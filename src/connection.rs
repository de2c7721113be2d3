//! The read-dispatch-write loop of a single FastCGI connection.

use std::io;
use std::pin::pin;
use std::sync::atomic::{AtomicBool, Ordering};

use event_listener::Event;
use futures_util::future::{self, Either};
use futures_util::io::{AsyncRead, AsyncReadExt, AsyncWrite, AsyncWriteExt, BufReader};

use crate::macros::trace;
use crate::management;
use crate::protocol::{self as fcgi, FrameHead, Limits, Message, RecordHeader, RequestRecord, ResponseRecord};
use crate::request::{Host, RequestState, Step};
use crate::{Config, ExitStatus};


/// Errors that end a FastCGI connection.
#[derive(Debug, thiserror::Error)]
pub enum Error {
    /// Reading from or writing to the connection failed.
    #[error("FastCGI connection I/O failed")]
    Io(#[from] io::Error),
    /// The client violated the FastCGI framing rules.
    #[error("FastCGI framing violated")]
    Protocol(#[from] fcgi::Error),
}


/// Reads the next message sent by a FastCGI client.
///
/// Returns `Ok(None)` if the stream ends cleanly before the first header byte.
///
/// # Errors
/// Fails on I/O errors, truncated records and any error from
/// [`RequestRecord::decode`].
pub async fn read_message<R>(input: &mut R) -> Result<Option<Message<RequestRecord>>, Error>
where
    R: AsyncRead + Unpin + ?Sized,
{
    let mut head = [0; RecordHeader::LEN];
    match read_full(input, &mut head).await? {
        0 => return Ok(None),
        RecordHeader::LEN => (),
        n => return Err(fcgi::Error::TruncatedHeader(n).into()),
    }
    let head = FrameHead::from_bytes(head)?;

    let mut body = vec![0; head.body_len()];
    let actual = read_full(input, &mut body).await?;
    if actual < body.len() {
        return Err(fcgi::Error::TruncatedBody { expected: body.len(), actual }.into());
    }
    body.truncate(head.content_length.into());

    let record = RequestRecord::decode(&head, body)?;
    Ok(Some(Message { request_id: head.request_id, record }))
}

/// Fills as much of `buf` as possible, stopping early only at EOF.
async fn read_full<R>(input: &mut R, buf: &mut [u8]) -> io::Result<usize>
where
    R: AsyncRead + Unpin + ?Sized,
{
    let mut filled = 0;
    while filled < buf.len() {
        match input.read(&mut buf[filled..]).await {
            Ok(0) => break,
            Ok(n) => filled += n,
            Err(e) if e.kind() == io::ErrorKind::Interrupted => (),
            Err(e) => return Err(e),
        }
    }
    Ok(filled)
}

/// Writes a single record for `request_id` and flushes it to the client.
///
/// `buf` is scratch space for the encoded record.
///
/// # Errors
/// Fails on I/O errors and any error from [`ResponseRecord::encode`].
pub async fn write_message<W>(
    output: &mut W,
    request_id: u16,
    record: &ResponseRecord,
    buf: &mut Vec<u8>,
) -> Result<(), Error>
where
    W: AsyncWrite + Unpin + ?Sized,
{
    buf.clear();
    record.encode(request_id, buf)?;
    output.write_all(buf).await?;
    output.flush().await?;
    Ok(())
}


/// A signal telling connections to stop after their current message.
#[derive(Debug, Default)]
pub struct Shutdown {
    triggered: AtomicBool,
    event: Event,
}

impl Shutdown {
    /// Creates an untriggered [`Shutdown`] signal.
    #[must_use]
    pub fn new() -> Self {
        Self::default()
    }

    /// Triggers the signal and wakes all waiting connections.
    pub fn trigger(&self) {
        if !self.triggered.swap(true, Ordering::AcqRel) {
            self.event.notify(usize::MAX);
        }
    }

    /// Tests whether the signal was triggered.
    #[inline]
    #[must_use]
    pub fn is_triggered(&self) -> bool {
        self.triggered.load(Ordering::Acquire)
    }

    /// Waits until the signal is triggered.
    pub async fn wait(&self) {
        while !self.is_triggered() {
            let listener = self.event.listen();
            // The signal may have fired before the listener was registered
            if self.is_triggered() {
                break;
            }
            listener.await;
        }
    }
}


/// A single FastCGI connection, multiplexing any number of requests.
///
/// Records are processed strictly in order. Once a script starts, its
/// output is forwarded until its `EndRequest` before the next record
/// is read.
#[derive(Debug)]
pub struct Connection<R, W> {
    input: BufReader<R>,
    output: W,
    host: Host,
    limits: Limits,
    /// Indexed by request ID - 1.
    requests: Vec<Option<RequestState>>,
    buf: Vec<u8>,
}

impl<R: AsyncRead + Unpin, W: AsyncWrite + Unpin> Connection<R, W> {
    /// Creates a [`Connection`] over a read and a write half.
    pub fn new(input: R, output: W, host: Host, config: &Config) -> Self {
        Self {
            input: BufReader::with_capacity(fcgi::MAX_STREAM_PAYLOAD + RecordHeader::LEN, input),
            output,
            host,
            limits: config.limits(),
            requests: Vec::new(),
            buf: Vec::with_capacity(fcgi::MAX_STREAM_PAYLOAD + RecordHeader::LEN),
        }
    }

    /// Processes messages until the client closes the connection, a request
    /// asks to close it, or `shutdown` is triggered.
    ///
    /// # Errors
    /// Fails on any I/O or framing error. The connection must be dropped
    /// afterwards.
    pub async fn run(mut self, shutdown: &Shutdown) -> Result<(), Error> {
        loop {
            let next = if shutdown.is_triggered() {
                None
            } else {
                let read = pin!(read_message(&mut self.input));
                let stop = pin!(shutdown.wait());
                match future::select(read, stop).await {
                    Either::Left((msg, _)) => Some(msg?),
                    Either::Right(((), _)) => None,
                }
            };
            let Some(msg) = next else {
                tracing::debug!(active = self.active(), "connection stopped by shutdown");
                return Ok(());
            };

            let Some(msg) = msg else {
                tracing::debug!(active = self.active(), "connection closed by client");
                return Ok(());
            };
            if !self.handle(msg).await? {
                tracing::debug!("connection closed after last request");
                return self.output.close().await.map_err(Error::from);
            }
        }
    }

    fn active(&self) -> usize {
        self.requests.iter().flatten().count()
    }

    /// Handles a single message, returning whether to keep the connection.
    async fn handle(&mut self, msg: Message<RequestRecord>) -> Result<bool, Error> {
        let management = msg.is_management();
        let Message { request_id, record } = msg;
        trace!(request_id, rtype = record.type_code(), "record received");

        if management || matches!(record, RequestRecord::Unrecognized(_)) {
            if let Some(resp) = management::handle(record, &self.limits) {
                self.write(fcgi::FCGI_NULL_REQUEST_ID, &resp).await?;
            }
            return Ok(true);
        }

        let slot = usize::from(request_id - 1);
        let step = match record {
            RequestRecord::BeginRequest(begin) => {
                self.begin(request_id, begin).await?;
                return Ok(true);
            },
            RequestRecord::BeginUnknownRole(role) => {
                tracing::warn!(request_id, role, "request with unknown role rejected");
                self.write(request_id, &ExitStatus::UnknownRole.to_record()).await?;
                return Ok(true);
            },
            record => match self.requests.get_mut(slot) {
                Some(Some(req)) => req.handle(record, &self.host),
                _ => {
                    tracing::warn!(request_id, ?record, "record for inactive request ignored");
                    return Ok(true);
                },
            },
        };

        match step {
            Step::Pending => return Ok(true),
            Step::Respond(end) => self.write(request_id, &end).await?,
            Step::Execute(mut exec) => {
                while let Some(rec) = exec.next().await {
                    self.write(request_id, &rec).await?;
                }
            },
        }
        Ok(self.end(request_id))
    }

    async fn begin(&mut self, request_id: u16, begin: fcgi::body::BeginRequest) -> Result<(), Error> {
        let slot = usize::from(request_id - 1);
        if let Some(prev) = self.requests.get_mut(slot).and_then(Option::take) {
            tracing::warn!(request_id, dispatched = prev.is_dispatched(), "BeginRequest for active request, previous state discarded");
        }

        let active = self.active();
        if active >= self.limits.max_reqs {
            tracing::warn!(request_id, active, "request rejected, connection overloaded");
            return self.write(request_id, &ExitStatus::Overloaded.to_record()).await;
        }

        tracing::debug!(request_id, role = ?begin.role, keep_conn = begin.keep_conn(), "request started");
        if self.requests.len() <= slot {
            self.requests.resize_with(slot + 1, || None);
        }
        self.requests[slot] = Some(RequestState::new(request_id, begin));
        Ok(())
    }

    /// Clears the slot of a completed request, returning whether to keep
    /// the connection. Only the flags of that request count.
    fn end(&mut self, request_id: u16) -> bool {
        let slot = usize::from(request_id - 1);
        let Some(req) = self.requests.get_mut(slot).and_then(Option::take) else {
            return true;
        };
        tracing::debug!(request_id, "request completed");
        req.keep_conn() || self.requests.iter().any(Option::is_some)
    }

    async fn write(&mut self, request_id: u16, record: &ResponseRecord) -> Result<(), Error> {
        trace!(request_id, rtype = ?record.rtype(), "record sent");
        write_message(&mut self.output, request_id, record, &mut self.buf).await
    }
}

**About this task:** Precisely reproduce the lines of the entries, beginning at the first and ending at the one containing "#[derive(Debug, thiserror::Error)]". Add nothing.

**Reply to the task:**
filename src/connection.rs
repository de2c7721113be2d3
//! The read-dispatch-write loop of a single FastCGI connection.

use std::io;
use std::pin::pin;
use std::sync::atomic::{AtomicBool, Ordering};

use event_listener::Event;
use futures_util::future::{self, Either};
use futures_util::io::{AsyncRead, AsyncReadExt, AsyncWrite, AsyncWriteExt, BufReader};

use crate::macros::trace;
use crate::management;
use crate::protocol::{self as fcgi, FrameHead, Limits, Message, RecordHeader, RequestRecord, ResponseRecord};
use crate::request::{Host, RequestState, Step};
use crate::{Config, ExitStatus};


/// Errors that end a FastCGI connection.
#[derive(Debug, thiserror::Error)]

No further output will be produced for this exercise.